- Try it:
Output, please, exactly those lines of the listing that come before the line with "use uuid::Uuid;", along with that line itself.

- The data:
☆ ☆ ☆
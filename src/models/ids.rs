//! Strongly-typed ID wrappers for all entity types
//!
//! Using newtype wrappers prevents accidentally mixing up IDs from different
//! entity types at compile time.

use serde::{Deserialize, Serialize};
use std::fmt;
use std::str::FromStr;
use uuid::Uuid;

/// Macro to generate ID newtype wrappers
macro_rules! define_id {
    ($name:ident, $display_prefix:literal) => {
        #[derive(Debug, Clone, Copy, PartialEq, Eq, Hash, Serialize, Deserialize)]
        #[serde(transparent)]
        pub struct $name(Uuid);

        impl $name {
            /// Create a new random ID
            pub fn new() -> Self {
                Self(Uuid::new_v4())
            }

            /// Get the underlying UUID
            pub fn as_uuid(&self) -> &Uuid {
                &self.0
            }
        }

        impl Default for $name {
            fn default() -> Self {
                Self::new()
            }
        }

        impl fmt::Display for $name {
            fn fmt(&self, f: &mut fmt::Formatter<'_>) -> fmt::Result {
                write!(f, "{}{}", $display_prefix, &self.0.to_string()[..8])
            }
        }

        impl From<Uuid> for $name {
            fn from(uuid: Uuid) -> Self {
                Self(uuid)
            }
        }

        impl FromStr for $name {
            type Err = uuid::Error;

            fn from_str(s: &str) -> Result<Self, Self::Err> {
                // Accept either the bare UUID or the prefixed display form
                let s = s.strip_prefix($display_prefix).unwrap_or(s);
                Ok(Self(Uuid::parse_str(s)?))
            }
        }
    };
}

define_id!(ExpenseId, "exp-");
define_id!(DebtId, "dbt-");
define_id!(BudgetId, "bud-");
define_id!(LineItemId, "lin-");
☆ ☆ ☆
- Answer space:
filename src/models/ids.rs
//! Strongly-typed ID wrappers for all entity types
//!
//! Using newtype wrappers prevents accidentally mixing up IDs from different
//! entity types at compile time.

use serde::{Deserialize, Serialize};
use std::fmt;
use std::str::FromStr;
use uuid::Uuid;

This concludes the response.